**Your objective:**
What you return should match the data below exactly, with every entry reproduced.

*** Opening Extracted records ***

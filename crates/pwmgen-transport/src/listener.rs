use std::net::TcpListener;

use tracing::{debug, info};

use crate::address::DeviceAddress;
use crate::error::{Result, TransportError};
use crate::traits::DeviceStream;

/// Accepts device-side connections.
///
/// Only the simulated device needs this; a real generator is the listening
/// side and the client just connects.
pub enum DeviceListener {
    Tcp(TcpListener),
    #[cfg(unix)]
    Unix(crate::uds::UnixSocketListener),
}

impl DeviceListener {
    /// Bind to a TCP endpoint or a Unix socket path.
    pub fn bind(address: &DeviceAddress) -> Result<Self> {
        match address {
            DeviceAddress::Tcp(addr) => {
                let listener = TcpListener::bind(addr.as_str()).map_err(|source| {
                    TransportError::Bind {
                        address: addr.clone(),
                        source,
                    }
                })?;
                info!(address = %addr, "listening on tcp");
                Ok(Self::Tcp(listener))
            }
            #[cfg(unix)]
            DeviceAddress::Unix(path) => Ok(Self::Unix(crate::uds::UnixSocketListener::bind(
                path,
            )?)),
            #[cfg(not(unix))]
            DeviceAddress::Unix(_) => Err(TransportError::Bind {
                address: address.to_string(),
                source: std::io::Error::new(
                    std::io::ErrorKind::Unsupported,
                    "unix domain sockets are not available on this platform",
                ),
            }),
        }
    }

    /// Accept the next connection (blocking).
    pub fn accept(&self) -> Result<DeviceStream> {
        match self {
            Self::Tcp(listener) => {
                let (stream, peer) = listener.accept().map_err(TransportError::Accept)?;
                stream.set_nodelay(true)?;
                debug!(%peer, "accepted connection");
                Ok(DeviceStream::from(stream))
            }
            #[cfg(unix)]
            Self::Unix(listener) => listener.accept(),
        }
    }

    /// The address clients should connect to.
    ///
    /// For a TCP listener bound to port 0 this reports the port the OS
    /// picked.
    pub fn local_address(&self) -> Result<DeviceAddress> {
        match self {
            Self::Tcp(listener) => Ok(DeviceAddress::Tcp(listener.local_addr()?.to_string())),
            #[cfg(unix)]
            Self::Unix(listener) => Ok(DeviceAddress::Unix(listener.path().to_path_buf())),
        }
    }
}

impl std::fmt::Debug for DeviceListener {
    fn fmt(&self, f: &mut std::fmt::Formatter<'_>) -> std::fmt::Result {
        let address = self
            .local_address()
            .map(|a| a.to_string())
            .unwrap_or_else(|_| "<unknown>".to_string());
        f.debug_struct("DeviceListener")
            .field("address", &address)
            .finish()
    }
}
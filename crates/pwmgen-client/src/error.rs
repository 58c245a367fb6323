use std::num::{ParseFloatError, ParseIntError};

/// Errors that can occur in generator operations.
///
/// Use [`GeneratorError::is_fatal`] to tell whether the session is still
/// usable; matching on the variant alone does not say so for
/// [`GeneratorError::Line`].
#[derive(Debug, thiserror::Error)]
pub enum GeneratorError {
    /// Transport-level error (address, connect, socket setup).
    #[error("transport error: {0}")]
    Transport(#[from] pwmgen_transport::TransportError),

    /// Line-level error (I/O, framing, overflow, request encoding).
    #[error("{0}")]
    Line(#[from] pwmgen_line::LineError),

    /// The greeting reply did not start with `HELO `.
    #[error("invalid greeting: {0:?}")]
    InvalidGreeting(String),

    /// The device answered the greeting with an error line.
    #[error("greeting refused by device: {0}")]
    GreetingRefused(String),

    /// A channel operation was attempted without an open session.
    #[error("not connected")]
    NotConnected,

    /// An earlier fatal error left the session unusable.
    #[error("session failed ({0}); close it before reuse")]
    SessionFailed(String),

    /// The device understood the request and refused it.
    #[error("{0}")]
    Device(String),

    /// The device replied, but the payload does not have the expected shape.
    #[error("invalid response: {0}")]
    InvalidResponse(#[from] PayloadError),

    /// A channel configuration violates the generator's acceptance rules.
    #[error("channel[{channel}]: {reason}")]
    InvalidParam { channel: u32, reason: String },

    /// Releasing the transport failed; the session was reset anyway.
    #[error("close failed: {0}")]
    Close(#[source] pwmgen_transport::TransportError),
}

impl GeneratorError {
    /// Whether the session must be closed (and possibly reopened) before
    /// issuing further requests.
    pub fn is_fatal(&self) -> bool {
        match self {
            Self::Line(err) => err.is_fatal(),
            Self::Device(_)
            | Self::InvalidResponse(_)
            | Self::InvalidParam { .. }
            | Self::Close(_) => false,
            Self::Transport(_)
            | Self::InvalidGreeting(_)
            | Self::GreetingRefused(_)
            | Self::NotConnected
            | Self::SessionFailed(_) => true,
        }
    }

    /// The device's own error text, for `!` replies.
    pub fn device_message(&self) -> Option<&str> {
        match self {
            Self::Device(message) | Self::GreetingRefused(message) => Some(message),
            _ => None,
        }
    }
}

/// Why a received payload could not be decoded.
#[derive(Debug, thiserror::Error)]
pub enum PayloadError {
    #[error("payload is not valid UTF-8")]
    NotText(#[from] std::str::Utf8Error),

    #[error("missing channel count")]
    MissingCount,

    #[error("invalid channel count {text:?}")]
    BadCount {
        text: String,
        #[source]
        source: ParseIntError,
    },

    #[error("expected {expected} channel entries, found {found}")]
    CountMismatch { expected: usize, found: usize },

    #[error("channel entry {entry}: expected 6 fields, found {found}")]
    FieldCount { entry: usize, found: usize },

    #[error("channel entry {entry}: invalid channel index {text:?}")]
    BadChannel {
        entry: usize,
        text: String,
        #[source]
        source: ParseIntError,
    },

    #[error("unknown waveform kind {0:?}")]
    UnknownKind(String),

    #[error("invalid {field} value {text:?}")]
    BadNumber {
        field: &'static str,
        text: String,
        #[source]
        source: ParseFloatError,
    },

    #[error("expected {expected} values, found {found}")]
    ValueCount { expected: usize, found: usize },

    #[error("unexpected acknowledgement {0:?}")]
    UnexpectedAck(String),
}

pub type Result<T> = std::result::Result<T, GeneratorError>;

*** Closing Extracted records ***

**Solution to this problem:**
filename crates/pwmgen-transport/src/listener.rs
use std::net::TcpListener;

use tracing::{debug, info};

use crate::address::DeviceAddress;
use crate::error::{Result, TransportError};
use crate::traits::DeviceStream;

/// Accepts device-side connections.
///
/// Only the simulated device needs this; a real generator is the listening
/// side and the client just connects.
pub enum DeviceListener {
    Tcp(TcpListener),
    #[cfg(unix)]
    Unix(crate::uds::UnixSocketListener),
}

impl DeviceListener {
    /// Bind to a TCP endpoint or a Unix socket path.
    pub fn bind(address: &DeviceAddress) -> Result<Self> {
        match address {
            DeviceAddress::Tcp(addr) => {
                let listener = TcpListener::bind(addr.as_str()).map_err(|source| {
                    TransportError::Bind {
                        address: addr.clone(),
                        source,
                    }
                })?;
                info!(address = %addr, "listening on tcp");
                Ok(Self::Tcp(listener))
            }
            #[cfg(unix)]
            DeviceAddress::Unix(path) => Ok(Self::Unix(crate::uds::UnixSocketListener::bind(
                path,
            )?)),
            #[cfg(not(unix))]
            DeviceAddress::Unix(_) => Err(TransportError::Bind {
                address: address.to_string(),
                source: std::io::Error::new(
                    std::io::ErrorKind::Unsupported,
                    "unix domain sockets are not available on this platform",
                ),
            }),
        }
    }

    /// Accept the next connection (blocking).
    pub fn accept(&self) -> Result<DeviceStream> {
        match self {
            Self::Tcp(listener) => {
                let (stream, peer) = listener.accept().map_err(TransportError::Accept)?;
                stream.set_nodelay(true)?;
                debug!(%peer, "accepted connection");
                Ok(DeviceStream::from(stream))
            }
            #[cfg(unix)]
            Self::Unix(listener) => listener.accept(),
        }
    }

    /// The address clients should connect to.
    ///
    /// For a TCP listener bound to port 0 this reports the port the OS
    /// picked.
    pub fn local_address(&self) -> Result<DeviceAddress> {
        match self {
            Self::Tcp(listener) => Ok(DeviceAddress::Tcp(listener.local_addr()?.to_string())),
            #[cfg(unix)]
            Self::Unix(listener) => Ok(DeviceAddress::Unix(listener.path().to_path_buf())),
        }
    }
}

impl std::fmt::Debug for DeviceListener {
    fn fmt(&self, f: &mut std::fmt::Formatter<'_>) -> std::fmt::Result {
        let address = self
            .local_address()
            .map(|a| a.to_string())
            .unwrap_or_else(|_| "<unknown>".to_string());
        f.debug_struct("DeviceListener")
            .field("address", &address)
            .finish()
    }
}
filename crates/pwmgen-client/src/error.rs
repository 58c245a367fb6323
use std::num::{ParseFloatError, ParseIntError};

/// Errors that can occur in generator operations.
///
/// Use [`GeneratorError::is_fatal`] to tell whether the session is still
/// usable; matching on the variant alone does not say so for
/// [`GeneratorError::Line`].
#[derive(Debug, thiserror::Error)]
pub enum GeneratorError {
    /// Transport-level error (address, connect, socket setup).
    #[error("transport error: {0}")]
    Transport(#[from] pwmgen_transport::TransportError),

    /// Line-level error (I/O, framing, overflow, request encoding).
    #[error("{0}")]
    Line(#[from] pwmgen_line::LineError),

    /// The greeting reply did not start with `HELO `.
    #[error("invalid greeting: {0:?}")]
    InvalidGreeting(String),

    /// The device answered the greeting with an error line.
    #[error("greeting refused by device: {0}")]
    GreetingRefused(String),

    /// A channel operation was attempted without an open session.
    #[error("not connected")]
    NotConnected,

    /// An earlier fatal error left the session unusable.
    #[error("session failed ({0}); close it before reuse")]
    SessionFailed(String),

    /// The device understood the request and refused it.
    #[error("{0}")]
    Device(String),

    /// The device replied, but the payload does not have the expected shape.
    #[error("invalid response: {0}")]
    InvalidResponse(#[from] PayloadError),

    /// A channel configuration violates the generator's acceptance rules.
    #[error("channel[{channel}]: {reason}")]
    InvalidParam { channel: u32, reason: String },

    /// Releasing the transport failed; the session was reset anyway.
    #[error("close failed: {0}")]
    Close(#[source] pwmgen_transport::TransportError),
}

impl GeneratorError {
    /// Whether the session must be closed (and possibly reopened) before
    /// issuing further requests.
    pub fn is_fatal(&self) -> bool {
        match self {
            Self::Line(err) => err.is_fatal(),
            Self::Device(_)
            | Self::InvalidResponse(_)
            | Self::InvalidParam { .. }
            | Self::Close(_) => false,
            Self::Transport(_)
            | Self::InvalidGreeting(_)
            | Self::GreetingRefused(_)
            | Self::NotConnected
            | Self::SessionFailed(_) => true,
        }
    }

    /// The device's own error text, for `!` replies.
    pub fn device_message(&self) -> Option<&str> {
        match self {
            Self::Device(message) | Self::GreetingRefused(message) => Some(message),
            _ => None,
        }
    }
}

/// Why a received payload could not be decoded.
#[derive(Debug, thiserror::Error)]
pub enum PayloadError {
    #[error("payload is not valid UTF-8")]
    NotText(#[from] std::str::Utf8Error),

    #[error("missing channel count")]
    MissingCount,

    #[error("invalid channel count {text:?}")]
    BadCount {
        text: String,
        #[source]
        source: ParseIntError,
    },

    #[error("expected {expected} channel entries, found {found}")]
    CountMismatch { expected: usize, found: usize },

    #[error("channel entry {entry}: expected 6 fields, found {found}")]
    FieldCount { entry: usize, found: usize },

    #[error("channel entry {entry}: invalid channel index {text:?}")]
    BadChannel {
        entry: usize,
        text: String,
        #[source]
        source: ParseIntError,
    },

    #[error("unknown waveform kind {0:?}")]
    UnknownKind(String),

    #[error("invalid {field} value {text:?}")]
    BadNumber {
        field: &'static str,
        text: String,
        #[source]
        source: ParseFloatError,
    },

    #[error("expected {expected} values, found {found}")]
    ValueCount { expected: usize, found: usize },

    #[error("unexpected acknowledgement {0:?}")]
    UnexpectedAck(String),
}

pub type Result<T> = std::result::Result<T, GeneratorError>;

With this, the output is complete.